Andrew Hudson at Ars Technica has a well constructed retrospective on BFS the file system designed and implemented for BeOS before Be stopped being a going concern. Along the way he gives a primer on file systems so the uninitiated can follow along. What is most striking is how the high level design decisions that went into BFS foreshadowed features we pretty much take for granted in more recently built file systems.
As Hudson notes, BFS’s designers ignored the constraints of the common hardware of the day, designing for the future. This sort of go large or go home approach may explain why BeOS, now being developed as Haiku, has such a devoted following. I’ve never used BeOS, myself, but stories of its history and its re-birth as open source continue to fascinate me. BFS is a good example of why even the uninitiated are drawn to the OS.

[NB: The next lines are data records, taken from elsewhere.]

use std::path::PathBuf;
use std::sync::Arc;

use chrono::Utc;
use signal_flow::cards::schema::{CardRisk, CardType};
use signal_flow::cards::{CardBuilder, CardError};
use signal_flow::kv::Kv;
use signal_flow::providers::dex::{DexProvider, DexSnapshot, Ohlc};
use signal_flow::rules::hotreload::HotConfigRegistry;
use signal_flow::store;
use signal_flow::store::events::{NewEvent, upsert_event};
use signal_flow::store::models::EventType;
use signal_flow::store::signals;

// ── Helpers ─────────────────────────────────────────────────────────

const RULES: &str = r#"version: cards-test
groups:
  - name: liquidity
    priority: 80
    rules:
      - id: deep_liquidity
        when: "dex_liquidity >= 500000"
        score: 8
        reason: "流动性充足"
scoring:
  thresholds:
    opportunity: 15
    caution: -5
missing_map:
  dex: "DEX 数据缺失"
  hf: "情绪数据缺失"
  goplus:
    condition: "goplus_risk is null"
    reason: "安全体检数据缺失"
"#;

const CA: &str = "0xaaaabbbbccccddddeeeeffff0000111122223333";

fn registry() -> (Arc<HotConfigRegistry>, tempfile::TempDir) {
    let tmp = tempfile::tempdir().unwrap();
    std::fs::write(tmp.path().join("rules.yml"), RULES).unwrap();
    let reg =
        HotConfigRegistry::new(vec!["rules.yml".to_string()], PathBuf::from(tmp.path())).unwrap();
    (reg, tmp)
}

async fn seed_event(db: &store::Db, event_key: &str, with_ca: bool) {
    let conn = db.lock().await;
    let ts = store::now_ts();
    let ev = NewEvent {
        event_key: event_key.to_string(),
        event_type: EventType::Token,
        summary: "$PEPE launching".to_string(),
        score: 0.8,
        impacted_assets: vec!["PEPE".to_string()],
        token_ca: with_ca.then(|| CA.to_string()),
        symbol: Some("PEPE".to_string()),
        topic_hash: None,
        topic_entities: None,
        candidate_score: None,
        ts: ts.clone(),
    };
    upsert_event(
        &conn,
        &ev,
        serde_json::json!({
            "post_id": 1,
            "tweet_id": "123",
            "author": "alice",
            "ts": ts,
            "sentiment_score": 0.4,
        }),
    )
    .unwrap();
    signals::ensure_candidate(&conn, event_key, "token", "token", &ts).unwrap();
}

/// Pre-seed the KV snapshot cache the way a previous fetch would have.
async fn seed_dex_cache(kv: &Kv, chain: &str, ca: &str) {
    let bucket = Utc::now().timestamp() / 300;
    let key = format!("dex:snapshot:{chain}:{ca}:{bucket}");
    let snap = DexSnapshot {
        price_usd: Some(0.0000012),
        liquidity_usd: Some(600000.0),
        fdv: Some(1_000_000.0),
        market_cap: None,
        volume_1h: Some(150000.0),
        volume_24h: Some(2_000_000.0),
        ohlc: Ohlc::default(),
        source: "dexscreener".to_string(),
        cache: false,
        stale: false,
        degrade: false,
        reason: String::new(),
        notes: Vec::new(),
        timestamp: store::now_ts(),
    };
    kv.set_ex(&key, &serde_json::to_string(&snap).unwrap(), 60)
        .await
        .unwrap();
}

fn builder(db: &store::Db, kv: &Kv, reg: Arc<HotConfigRegistry>) -> CardBuilder {
    let dex = Arc::new(DexProvider::from_env(kv.clone()));
    CardBuilder::new(db.clone(), dex, reg)
}

// ── Degraded card (S3) ──────────────────────────────────────────────

#[tokio::test]
async fn degraded_card_when_security_is_missing_but_market_is_cached() {
    let (reg, _tmp) = registry();
    let db = store::open_in_memory().unwrap();
    let kv = Kv::memory();

    seed_event(&db, "ETH:TOKEN:0XAAAABBBB", true).await;
    seed_dex_cache(&kv, "eth", CA).await;

    let card = builder(&db, &kv, reg)
        .build_card("ETH:TOKEN:0XAAAABBBB", false)
        .await
        .unwrap();

    assert_eq!(card.card_type, CardType::Secondary);
    assert_eq!(card.data.goplus.risk, CardRisk::Gray);
    assert_eq!(card.data.goplus.risk_source, "unavailable");
    assert_eq!(card.data.dex.price_usd, Some(0.0000012));
    assert!(
        card.data
            .rules
            .reasons
            .iter()
            .any(|r| r == "missing goplus"),
        "reasons were {:?}",
        card.data.rules.reasons
    );
    assert_eq!(card.meta.degrade, Some(true));
    assert_eq!(card.meta.summary_backend, "template");
    assert!(!card.summary.is_empty());
    card.validate().unwrap();
}

// ── Failure modes ───────────────────────────────────────────────────

#[tokio::test]
async fn invalid_event_keys_are_rejected() {
    let (reg, _tmp) = registry();
    let db = store::open_in_memory().unwrap();
    let kv = Kv::memory();
    let builder = builder(&db, &kv, reg);

    for bad in ["short", "lowercase_key_1234", &"A".repeat(129)] {
        match builder.build_card(bad, false).await {
            Err(CardError::InvalidEventKey) => {}
            other => panic!("expected InvalidEventKey for {bad:?}, got {other:?}"),
        }
    }
}

#[tokio::test]
async fn no_usable_sources_fails_the_build() {
    let (reg, _tmp) = registry();
    let db = store::open_in_memory().unwrap();
    let kv = Kv::memory();

    // No contract address (no market data) and no security enrichment.
    seed_event(&db, "ETH:TOPIC:NOSOURCES", false).await;

    match builder(&db, &kv, reg)
        .build_card("ETH:TOPIC:NOSOURCES", false)
        .await
    {
        Err(CardError::NoUsableSources) => {}
        other => panic!("expected NoUsableSources, got {other:?}"),
    }
}

#[tokio::test]
async fn unknown_event_is_not_found() {
    let (reg, _tmp) = registry();
    let db = store::open_in_memory().unwrap();
    let kv = Kv::memory();

    match builder(&db, &kv, reg).build_card("ETH:TOKEN:0XMISSING", false).await {
        Err(CardError::NotFound) => {}
        other => panic!("expected NotFound, got {other:?}"),
    }
}

// ── Assembly details ────────────────────────────────────────────────

#[tokio::test]
async fn security_enriched_signal_produces_green_section() {
    let (reg, _tmp) = registry();
    let db = store::open_in_memory().unwrap();
    let kv = Kv::memory();

    seed_event(&db, "ETH:TOKEN:0XAAAABBBB", true).await;
    seed_dex_cache(&kv, "eth", CA).await;
    {
        let conn = db.lock().await;
        let signal = signals::get_by_event(&conn, "ETH:TOKEN:0XAAAABBBB").unwrap().unwrap();
        signals::update_security(
            &conn,
            signal.id,
            signal_flow::store::models::RiskLabel::Green,
            Some(2.0),
            Some(2.0),
            Some(200),
            Some(false),
            &store::now_ts(),
        )
        .unwrap();
    }

    let card = builder(&db, &kv, reg)
        .build_card("ETH:TOKEN:0XAAAABBBB", true)
        .await
        .unwrap();

    assert_eq!(card.data.goplus.risk, CardRisk::Green);
    assert_eq!(card.data.goplus.tax_buy, Some(2.0));
    assert_eq!(card.data.goplus.lp_locked, Some(true));
    // Evidence rides along from the event refs.
    let evidence = card.evidence.as_ref().unwrap();
    assert!(evidence[0].desc.contains("@alice"));
    // Rendering was requested and is bounded.
    let rendered = card.rendered.as_ref().unwrap();
    assert!(rendered.tg.as_ref().unwrap().chars().count() <= 4096);
    card.validate().unwrap();
}

#[tokio::test]
async fn summary_respects_length_caps() {
    let (reg, _tmp) = registry();
    let db = store::open_in_memory().unwrap();
    let kv = Kv::memory();

    seed_event(&db, "ETH:TOKEN:0XAAAABBBB", true).await;
    seed_dex_cache(&kv, "eth", CA).await;

    let card = builder(&db, &kv, reg)
        .build_card("ETH:TOKEN:0XAAAABBBB", false)
        .await
        .unwrap();

    assert!(card.summary.chars().count() <= 280);
    assert!(card.risk_note.chars().count() <= 160);
}
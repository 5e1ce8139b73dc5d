//! Enrichment scanners: batch jobs that attach provider data to pending
//! signals and merge raw responses into event evidence.

use std::time::Duration;

use serde_json::{Value, json};

use crate::envcfg;
use crate::providers::dex::DexProvider;
use crate::providers::security::SecurityProvider;
use crate::store::{Db, events, signals};

#[derive(Debug, Default, Clone, serde::Serialize)]
pub struct ScanStats {
    pub processed: usize,
    pub success: usize,
    pub failed: usize,
    pub skipped: usize,
}

/// Chain id recovered from event evidence; the mainnet id when absent.
fn evidence_chain_id(evidence: &Value) -> String {
    let from_obj = |o: &Value| {
        o.get("chain_id")
            .and_then(|v| v.as_str().map(String::from).or_else(|| v.as_i64().map(|i| i.to_string())))
    };
    match evidence {
        Value::Object(_) => from_obj(evidence),
        Value::Array(items) => items.iter().find_map(from_obj),
        _ => None,
    }
    .unwrap_or_else(|| "1".to_string())
}

// ── Security scanner ────────────────────────────────────────────────

pub struct SecurityScan {
    pub enabled: bool,
    pub batch_size: usize,
    pub interval_s: u64,
}

impl SecurityScan {
    pub fn from_env() -> SecurityScan {
        SecurityScan {
            enabled: envcfg::env_bool("ENABLE_GOPLUS_SCAN", false),
            batch_size: envcfg::env_usize("GOPLUS_SCAN_BATCH", 50),
            interval_s: envcfg::env_u64("GOPLUS_SCAN_INTERVAL_S", 10),
        }
    }

    /// One batch: fill risk columns on signals and merge a `goplus_raw`
    /// summary into the owning event's evidence.
    pub async fn run_once(&self, db: &Db, provider: &SecurityProvider) -> ScanStats {
        let mut stats = ScanStats::default();
        if !self.enabled {
            tracing::info!(stage = "goplus.scan.disabled", reason = "ENABLE_GOPLUS_SCAN not true");
            return stats;
        }

        let items = {
            let conn = db.lock().await;
            match signals::list_security_pending(&conn, self.batch_size) {
                Ok(items) => items,
                Err(e) => {
                    tracing::warn!(stage = "goplus.scan.error", error = %e);
                    return stats;
                }
            }
        };

        tracing::info!(stage = "goplus.scan.start", batch_size = self.batch_size, pending = items.len());

        for item in &items {
            stats.processed += 1;

            let Some(token_ca) = &item.token_ca else {
                tracing::debug!(stage = "goplus.scan.skip", signal_id = item.signal_id, reason = "no_token_ca");
                stats.skipped += 1;
                continue;
            };
            let chain_id = evidence_chain_id(&item.evidence);

            let result = provider.check_token(&chain_id, token_ca).await;

            let summary_text = result
                .notes
                .first()
                .cloned()
                .unwrap_or_else(|| {
                    if result.degrade {
                        "evaluated by local rules".to_string()
                    } else {
                        "evaluated by security api".to_string()
                    }
                });
            let summary = json!({
                "summary": summary_text,
                "risk_label": result.risk_label.as_str(),
                "buy_tax": result.buy_tax,
                "sell_tax": result.sell_tax,
                "lp_lock_days": result.lp_lock_days,
                "honeypot": result.honeypot,
                "checked_at": result.checked_at,
                "cache": result.cache,
                "degrade": result.degrade,
            });

            let write = {
                let conn = db.lock().await;
                let now = crate::store::now_ts();
                signals::update_security(
                    &conn,
                    item.signal_id,
                    result.risk_label,
                    result.buy_tax,
                    result.sell_tax,
                    result.lp_lock_days,
                    result.honeypot,
                    &now,
                )
                .and_then(|_| {
                    events::merge_provider_evidence(
                        &conn,
                        &item.event_key,
                        "goplus",
                        "goplus_raw",
                        summary,
                    )
                })
            };

            match write {
                Ok(()) => {
                    stats.success += 1;
                    tracing::info!(
                        stage = "goplus.scan.item",
                        signal_id = item.signal_id,
                        symbol = item.symbol.as_deref(),
                        risk = result.risk_label.as_str(),
                        cache = result.cache,
                    );
                }
                Err(e) => {
                    stats.failed += 1;
                    tracing::warn!(stage = "goplus.scan.item_error", signal_id = item.signal_id, error = %e);
                }
            }
        }

        // Yield rate-limit budget when the batch was not saturated.
        if stats.processed > 0 && stats.processed < self.batch_size {
            tokio::time::sleep(Duration::from_secs(self.interval_s)).await;
        }

        tracing::info!(
            stage = "goplus.scan.complete",
            processed = stats.processed,
            success = stats.success,
            failed = stats.failed,
        );
        stats
    }
}

// ── Market scanner ──────────────────────────────────────────────────

pub struct DexScan {
    pub enabled: bool,
    pub batch_size: usize,
    pub interval_s: u64,
}

impl DexScan {
    pub fn from_env() -> DexScan {
        DexScan {
            enabled: envcfg::env_bool("ENABLE_DEX_SCAN", false),
            batch_size: envcfg::env_usize("DEX_SCAN_BATCH", 50),
            interval_s: envcfg::env_u64("DEX_SCAN_INTERVAL_S", 10),
        }
    }

    /// One batch: fill liquidity/volume columns and merge a `dex_raw`
    /// summary into evidence.
    pub async fn run_once(&self, db: &Db, provider: &DexProvider) -> ScanStats {
        let mut stats = ScanStats::default();
        if !self.enabled {
            tracing::info!(stage = "dex.scan.disabled", reason = "ENABLE_DEX_SCAN not true");
            return stats;
        }

        let items = {
            let conn = db.lock().await;
            match signals::list_dex_pending(&conn, self.batch_size) {
                Ok(items) => items,
                Err(e) => {
                    tracing::warn!(stage = "dex.scan.error", error = %e);
                    return stats;
                }
            }
        };

        for item in &items {
            stats.processed += 1;
            let Some(token_ca) = &item.token_ca else {
                stats.skipped += 1;
                continue;
            };
            let chain = evidence_chain_id(&item.evidence);
            let chain = if chain == "1" { "eth".to_string() } else { chain };

            let snap = provider.get_snapshot(&chain, token_ca).await;

            let summary = json!({
                "price_usd": snap.price_usd,
                "liquidity_usd": snap.liquidity_usd,
                "volume_1h": snap.volume_1h,
                "source": snap.source,
                "cache": snap.cache,
                "stale": snap.stale,
                "degrade": snap.degrade,
                "reason": snap.reason,
                "checked_at": snap.timestamp,
            });

            let write = {
                let conn = db.lock().await;
                let now = crate::store::now_ts();
                signals::update_dex(&conn, item.signal_id, snap.liquidity_usd, snap.volume_1h, &now)
                    .and_then(|_| {
                        events::merge_provider_evidence(
                            &conn,
                            &item.event_key,
                            "dex",
                            "dex_raw",
                            summary,
                        )
                    })
            };

            match write {
                Ok(()) => stats.success += 1,
                Err(e) => {
                    stats.failed += 1;
                    tracing::warn!(stage = "dex.scan.item_error", signal_id = item.signal_id, error = %e);
                }
            }
        }

        if stats.processed > 0 && stats.processed < self.batch_size {
            tokio::time::sleep(Duration::from_secs(self.interval_s)).await;
        }

        stats
    }
}
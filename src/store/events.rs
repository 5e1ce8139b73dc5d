//! Event rows: de-duplicated happenings keyed by `event_key`.
//!
//! Upserts never touch `type`, `event_key` or `start_ts`; evidence merges
//! preserve existing entries and never delete keys.

use anyhow::Result;
use rusqlite::{Connection, OptionalExtension, params};
use serde_json::Value;

use super::models::{EventRow, EventType};

/// Fields for a fresh upsert produced by refinement.
#[derive(Debug, Clone)]
pub struct NewEvent {
    pub event_key: String,
    pub event_type: EventType,
    pub summary: String,
    pub score: f64,
    pub impacted_assets: Vec<String>,
    pub token_ca: Option<String>,
    pub symbol: Option<String>,
    pub topic_hash: Option<String>,
    pub topic_entities: Option<Vec<String>>,
    pub candidate_score: Option<f64>,
    pub ts: String,
}

/// Insert or refresh an event. On conflict only `score`, `summary`,
/// `evidence` and `last_ts` change; the evidence ref list is appended,
/// de-duplicated by `post_id`.
pub fn upsert_event(conn: &Connection, ev: &NewEvent, evidence_ref: Value) -> Result<()> {
    let existing: Option<String> = conn
        .query_row(
            "SELECT evidence FROM events WHERE event_key = ?1",
            params![ev.event_key],
            |row| row.get(0),
        )
        .optional()?;

    let evidence = match existing {
        Some(raw) => append_ref(serde_json::from_str(&raw).unwrap_or(Value::Null), evidence_ref),
        None => Value::Array(vec![evidence_ref]),
    };

    let topic_entities = ev
        .topic_entities
        .as_ref()
        .map(serde_json::to_string)
        .transpose()?;

    conn.execute(
        "INSERT INTO events (event_key, type, summary, score, evidence, impacted_assets,
                             start_ts, last_ts, token_ca, symbol,
                             topic_hash, topic_entities, candidate_score)
         VALUES (?1, ?2, ?3, ?4, ?5, ?6, ?7, ?7, ?8, ?9, ?10, ?11, ?12)
         ON CONFLICT(event_key) DO UPDATE SET
             score    = excluded.score,
             summary  = excluded.summary,
             evidence = excluded.evidence,
             last_ts  = excluded.last_ts",
        params![
            ev.event_key,
            ev.event_type.as_str(),
            ev.summary,
            ev.score,
            serde_json::to_string(&evidence)?,
            serde_json::to_string(&ev.impacted_assets)?,
            ev.ts,
            ev.token_ca,
            ev.symbol,
            ev.topic_hash,
            topic_entities,
            ev.candidate_score,
        ],
    )?;
    Ok(())
}

fn append_ref(existing: Value, addition: Value) -> Value {
    let added_id = addition.get("post_id").cloned();
    match existing {
        Value::Array(mut items) => {
            let dup = added_id.is_some()
                && items.iter().any(|it| it.get("post_id") == added_id.as_ref());
            if !dup {
                items.push(addition);
            }
            Value::Array(items)
        }
        Value::Null => Value::Array(vec![addition]),
        other => Value::Array(vec![other, addition]),
    }
}

/// Merge a provider's raw response into an event's evidence.
///
/// Dict evidence gains (or replaces) the reserved key; list evidence appends
/// a `{source, <key>}` record. Existing entries are never removed.
pub fn merge_provider_evidence(
    conn: &Connection,
    event_key: &str,
    source: &str,
    reserved_key: &str,
    summary: Value,
) -> Result<()> {
    let existing: Option<String> = conn
        .query_row(
            "SELECT evidence FROM events WHERE event_key = ?1",
            params![event_key],
            |row| row.get(0),
        )
        .optional()?;
    let Some(raw) = existing else {
        return Ok(());
    };

    let merged = match serde_json::from_str::<Value>(&raw).unwrap_or(Value::Null) {
        Value::Object(mut map) => {
            map.insert(reserved_key.to_string(), summary);
            Value::Object(map)
        }
        Value::Array(mut items) => {
            let mut record = serde_json::Map::new();
            record.insert("source".to_string(), Value::String(source.to_string()));
            record.insert(reserved_key.to_string(), summary);
            items.push(Value::Object(record));
            Value::Array(items)
        }
        _ => {
            let mut record = serde_json::Map::new();
            record.insert("source".to_string(), Value::String(source.to_string()));
            record.insert(reserved_key.to_string(), summary);
            Value::Array(vec![Value::Object(record)])
        }
    };

    conn.execute(
        "UPDATE events SET evidence = ?1 WHERE event_key = ?2",
        params![serde_json::to_string(&merged)?, event_key],
    )?;
    Ok(())
}

pub fn get_event(conn: &Connection, event_key: &str) -> Result<Option<EventRow>> {
    conn.query_row(
        "SELECT event_key, type, summary, score, evidence, impacted_assets,
                start_ts, last_ts, heat_10m, heat_30m, topic_hash, topic_entities,
                candidate_score, token_ca, symbol
         FROM events WHERE event_key = ?1",
        params![event_key],
        |row| {
            Ok(EventRow {
                event_key: row.get(0)?,
                event_type: EventType::parse(&row.get::<_, String>(1)?),
                summary: row.get(2)?,
                score: row.get(3)?,
                evidence: serde_json::from_str(&row.get::<_, String>(4)?)
                    .unwrap_or(Value::Array(Vec::new())),
                impacted_assets: serde_json::from_str(&row.get::<_, String>(5)?)
                    .unwrap_or_default(),
                start_ts: row.get(6)?,
                last_ts: row.get(7)?,
                heat_10m: row.get(8)?,
                heat_30m: row.get(9)?,
                topic_hash: row.get(10)?,
                topic_entities: row
                    .get::<_, Option<String>>(11)?
                    .and_then(|raw| serde_json::from_str(&raw).ok()),
                candidate_score: row.get(12)?,
                token_ca: row.get(13)?,
                symbol: row.get(14)?,
            })
        },
    )
    .optional()
    .map_err(Into::into)
}

/// One topic-tagged event inside the aggregation window.
#[derive(Debug, Clone)]
pub struct TopicTaggedEvent {
    pub event_key: String,
    pub topic_hash: String,
    pub entities: Vec<String>,
    pub last_ts: String,
}

/// Events carrying a topic tag with `last_ts` inside the window, newest
/// first. Grouping by hash happens in code rather than GROUP_CONCAT so the
/// entity JSON arrays survive intact.
pub fn list_topic_tagged(conn: &Connection, since_ts: &str) -> Result<Vec<TopicTaggedEvent>> {
    let mut stmt = conn.prepare(
        "SELECT event_key, topic_hash, topic_entities, last_ts
         FROM events
         WHERE topic_hash IS NOT NULL AND last_ts >= ?1
         ORDER BY last_ts DESC",
    )?;
    let rows = stmt.query_map(params![since_ts], |row| {
        Ok(TopicTaggedEvent {
            event_key: row.get(0)?,
            topic_hash: row.get(1)?,
            entities: row
                .get::<_, Option<String>>(2)?
                .and_then(|raw| serde_json::from_str(&raw).ok())
                .unwrap_or_default(),
            last_ts: row.get(3)?,
        })
    })?;
    Ok(rows.collect::<rusqlite::Result<Vec<_>>>()?)
}

/// Write aggregated heat back onto every event sharing a topic hash.
pub fn update_topic_heat(
    conn: &Connection,
    topic_hash: &str,
    heat_10m: i64,
    heat_30m: i64,
    candidate_score: f64,
) -> Result<usize> {
    Ok(conn.execute(
        "UPDATE events
         SET heat_10m = ?2, heat_30m = ?3, candidate_score = ?4
         WHERE topic_hash = ?1",
        params![topic_hash, heat_10m, heat_30m, candidate_score],
    )?)
}

#[cfg(test)]
mod tests {
    use super::*;
    use crate::store;

    fn event(key: &str, ty: EventType) -> NewEvent {
        NewEvent {
            event_key: key.to_string(),
            event_type: ty,
            summary: "first".to_string(),
            score: 0.5,
            impacted_assets: vec!["PEPE".to_string()],
            token_ca: None,
            symbol: Some("PEPE".to_string()),
            topic_hash: None,
            topic_entities: None,
            candidate_score: None,
            ts: store::now_ts(),
        }
    }

    #[test]
    fn upsert_preserves_type_and_start_ts() {
        let db = store::open_in_memory().unwrap();
        let conn = db.try_lock().unwrap();

        let first = event("ABCD1234", EventType::Token);
        upsert_event(&conn, &first, serde_json::json!({"post_id": 1})).unwrap();

        let mut second = event("ABCD1234", EventType::Airdrop);
        second.summary = "second".to_string();
        second.score = 0.9;
        upsert_event(&conn, &second, serde_json::json!({"post_id": 2})).unwrap();

        let row = get_event(&conn, "ABCD1234").unwrap().unwrap();
        assert_eq!(row.event_type, EventType::Token);
        assert_eq!(row.start_ts, first.ts);
        assert_eq!(row.summary.as_deref(), Some("second"));
        assert_eq!(row.score, 0.9);
        assert_eq!(row.evidence.as_array().unwrap().len(), 2);
    }

    #[test]
    fn evidence_refs_dedup_by_post_id() {
        let db = store::open_in_memory().unwrap();
        let conn = db.try_lock().unwrap();

        let ev = event("ABCD1234", EventType::Token);
        upsert_event(&conn, &ev, serde_json::json!({"post_id": 1})).unwrap();
        upsert_event(&conn, &ev, serde_json::json!({"post_id": 1})).unwrap();

        let row = get_event(&conn, "ABCD1234").unwrap().unwrap();
        assert_eq!(row.evidence.as_array().unwrap().len(), 1);
    }

    #[test]
    fn provider_merge_appends_to_list_evidence() {
        let db = store::open_in_memory().unwrap();
        let conn = db.try_lock().unwrap();

        let ev = event("ABCD1234", EventType::Token);
        upsert_event(&conn, &ev, serde_json::json!({"post_id": 1})).unwrap();
        merge_provider_evidence(
            &conn,
            "ABCD1234",
            "goplus",
            "goplus_raw",
            serde_json::json!({"risk_label": "green"}),
        )
        .unwrap();

        let row = get_event(&conn, "ABCD1234").unwrap().unwrap();
        let items = row.evidence.as_array().unwrap();
        assert_eq!(items.len(), 2);
        assert_eq!(items[1]["source"], "goplus");
        assert_eq!(items[1]["goplus_raw"]["risk_label"], "green");
    }
}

This is a deep article, digging into the lower level details of the file system, if you are curious. Hudson makes some comparison to other file systems. It gets a bit more accessible when he discusses extended attributes. In particular, the comparison to databases seems apt as illustrated by Haiku’s MailKit. Rather than having an underlying binary file format or an actual database it uses BFS alone defining some fifteen attributes just for email handling. Eliminating the need for an extra layer between application and data storage makes sense and in this case takes advantage of the obscenely large files and disks BFS can handle.
Some of the warts of BFS are drawn out in the last section of Hudson’s article. Here he interviews one of the original developers of BFS and a current maintainer of the open source successor. Hudson mentions a book he drew on heavily to write this article which is by turns accessible and deeply geeky. I am guessing, based on his reference to it, that the book is also both highly readable and deeply crunchy. Sounds like my kind of read.